**WORK INSTRUCTION:**
Scan the listing below for the word "path", then copy each line that has it.

**SOURCE DATA:**
============================================================

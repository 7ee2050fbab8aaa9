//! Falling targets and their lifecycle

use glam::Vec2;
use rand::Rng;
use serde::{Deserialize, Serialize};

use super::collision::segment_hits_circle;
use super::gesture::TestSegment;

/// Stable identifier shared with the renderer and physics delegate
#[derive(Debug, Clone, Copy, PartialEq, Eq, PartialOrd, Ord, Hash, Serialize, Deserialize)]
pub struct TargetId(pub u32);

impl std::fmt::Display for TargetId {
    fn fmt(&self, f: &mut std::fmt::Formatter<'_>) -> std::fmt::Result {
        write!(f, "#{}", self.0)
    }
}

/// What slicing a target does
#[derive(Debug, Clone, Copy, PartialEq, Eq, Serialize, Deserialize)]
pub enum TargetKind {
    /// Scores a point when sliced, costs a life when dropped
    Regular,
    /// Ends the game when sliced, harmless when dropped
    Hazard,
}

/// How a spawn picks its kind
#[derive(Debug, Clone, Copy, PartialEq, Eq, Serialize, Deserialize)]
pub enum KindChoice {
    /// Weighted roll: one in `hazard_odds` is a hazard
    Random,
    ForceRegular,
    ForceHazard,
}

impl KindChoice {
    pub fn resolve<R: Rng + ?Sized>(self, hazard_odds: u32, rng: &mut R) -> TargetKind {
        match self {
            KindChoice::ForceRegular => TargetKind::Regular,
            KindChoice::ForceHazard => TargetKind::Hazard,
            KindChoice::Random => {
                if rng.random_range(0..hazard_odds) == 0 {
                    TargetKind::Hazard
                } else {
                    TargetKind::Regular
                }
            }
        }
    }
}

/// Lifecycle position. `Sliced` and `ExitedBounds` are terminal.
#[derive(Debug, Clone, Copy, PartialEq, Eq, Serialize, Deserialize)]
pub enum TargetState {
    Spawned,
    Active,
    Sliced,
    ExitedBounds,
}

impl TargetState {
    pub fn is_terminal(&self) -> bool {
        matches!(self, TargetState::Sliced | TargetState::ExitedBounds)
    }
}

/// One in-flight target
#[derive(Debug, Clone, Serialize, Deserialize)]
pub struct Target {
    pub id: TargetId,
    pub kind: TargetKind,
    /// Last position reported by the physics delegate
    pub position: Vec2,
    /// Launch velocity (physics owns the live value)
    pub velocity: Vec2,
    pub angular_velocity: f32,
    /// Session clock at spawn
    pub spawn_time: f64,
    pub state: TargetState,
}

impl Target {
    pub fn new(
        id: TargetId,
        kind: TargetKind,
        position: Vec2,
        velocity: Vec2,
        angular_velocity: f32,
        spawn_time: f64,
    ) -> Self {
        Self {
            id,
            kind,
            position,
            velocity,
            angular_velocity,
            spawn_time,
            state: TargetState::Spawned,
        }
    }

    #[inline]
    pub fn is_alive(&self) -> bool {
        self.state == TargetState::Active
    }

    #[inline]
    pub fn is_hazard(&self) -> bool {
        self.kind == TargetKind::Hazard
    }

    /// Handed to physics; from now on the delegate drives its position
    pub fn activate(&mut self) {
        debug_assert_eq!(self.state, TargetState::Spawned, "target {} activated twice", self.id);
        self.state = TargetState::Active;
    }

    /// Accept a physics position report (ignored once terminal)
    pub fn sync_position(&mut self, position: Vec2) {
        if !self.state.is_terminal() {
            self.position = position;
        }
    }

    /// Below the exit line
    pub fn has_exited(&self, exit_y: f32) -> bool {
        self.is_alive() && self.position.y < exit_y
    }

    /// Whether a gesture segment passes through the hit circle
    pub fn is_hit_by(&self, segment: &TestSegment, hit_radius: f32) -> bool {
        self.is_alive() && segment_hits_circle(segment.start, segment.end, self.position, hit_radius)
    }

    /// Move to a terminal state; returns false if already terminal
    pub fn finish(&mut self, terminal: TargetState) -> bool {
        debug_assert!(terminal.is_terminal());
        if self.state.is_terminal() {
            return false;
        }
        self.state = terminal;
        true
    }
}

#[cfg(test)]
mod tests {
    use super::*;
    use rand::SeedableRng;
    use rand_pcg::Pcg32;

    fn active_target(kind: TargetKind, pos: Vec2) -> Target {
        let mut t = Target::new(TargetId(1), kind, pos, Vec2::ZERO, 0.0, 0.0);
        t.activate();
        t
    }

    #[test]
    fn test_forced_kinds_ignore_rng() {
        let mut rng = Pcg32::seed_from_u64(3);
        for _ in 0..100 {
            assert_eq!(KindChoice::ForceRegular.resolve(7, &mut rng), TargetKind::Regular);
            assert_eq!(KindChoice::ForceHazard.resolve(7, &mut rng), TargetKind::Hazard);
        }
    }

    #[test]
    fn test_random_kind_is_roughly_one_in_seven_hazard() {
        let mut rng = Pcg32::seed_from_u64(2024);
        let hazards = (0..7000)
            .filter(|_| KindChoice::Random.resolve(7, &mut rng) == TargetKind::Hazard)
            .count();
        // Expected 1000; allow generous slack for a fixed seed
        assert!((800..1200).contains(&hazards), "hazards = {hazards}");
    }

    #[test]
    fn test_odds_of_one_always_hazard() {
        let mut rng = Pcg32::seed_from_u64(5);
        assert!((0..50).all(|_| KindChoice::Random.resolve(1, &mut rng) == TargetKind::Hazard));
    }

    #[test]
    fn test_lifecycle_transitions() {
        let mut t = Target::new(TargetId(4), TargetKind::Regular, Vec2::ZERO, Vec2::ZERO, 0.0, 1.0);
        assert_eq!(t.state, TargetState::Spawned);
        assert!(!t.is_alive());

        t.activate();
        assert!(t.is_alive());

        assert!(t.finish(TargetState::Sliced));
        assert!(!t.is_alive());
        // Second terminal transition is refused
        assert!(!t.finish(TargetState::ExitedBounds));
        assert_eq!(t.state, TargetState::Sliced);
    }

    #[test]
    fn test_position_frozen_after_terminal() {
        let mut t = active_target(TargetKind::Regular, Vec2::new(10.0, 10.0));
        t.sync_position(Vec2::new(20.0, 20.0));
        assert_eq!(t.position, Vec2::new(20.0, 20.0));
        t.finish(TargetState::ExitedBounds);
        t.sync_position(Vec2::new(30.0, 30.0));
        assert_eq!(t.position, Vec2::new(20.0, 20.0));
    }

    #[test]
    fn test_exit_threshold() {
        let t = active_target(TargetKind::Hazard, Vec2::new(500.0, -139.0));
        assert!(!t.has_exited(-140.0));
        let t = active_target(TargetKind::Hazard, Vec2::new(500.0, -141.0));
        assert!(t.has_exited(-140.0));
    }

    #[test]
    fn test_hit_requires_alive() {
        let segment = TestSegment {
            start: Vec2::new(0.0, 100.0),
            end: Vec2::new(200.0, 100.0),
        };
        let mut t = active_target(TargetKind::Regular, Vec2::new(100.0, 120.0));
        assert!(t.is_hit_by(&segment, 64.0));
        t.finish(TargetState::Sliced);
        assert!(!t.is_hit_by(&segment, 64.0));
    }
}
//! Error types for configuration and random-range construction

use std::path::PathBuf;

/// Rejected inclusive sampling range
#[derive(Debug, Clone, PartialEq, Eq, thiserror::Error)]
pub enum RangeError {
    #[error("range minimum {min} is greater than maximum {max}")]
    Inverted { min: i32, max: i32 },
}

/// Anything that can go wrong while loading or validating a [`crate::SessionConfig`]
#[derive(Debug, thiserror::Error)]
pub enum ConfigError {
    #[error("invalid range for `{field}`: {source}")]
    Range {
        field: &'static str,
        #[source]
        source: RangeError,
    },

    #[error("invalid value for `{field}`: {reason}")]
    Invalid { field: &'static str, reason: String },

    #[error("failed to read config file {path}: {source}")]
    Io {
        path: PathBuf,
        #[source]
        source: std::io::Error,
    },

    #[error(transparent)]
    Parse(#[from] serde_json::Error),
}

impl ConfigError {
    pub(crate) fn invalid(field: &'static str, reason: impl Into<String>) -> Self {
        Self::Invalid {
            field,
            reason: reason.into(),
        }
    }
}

============================================================

**EXPECTED ANSWER:**
use std::path::PathBuf;
    #[error("failed to read config file {path}: {source}")]
        path: PathBuf,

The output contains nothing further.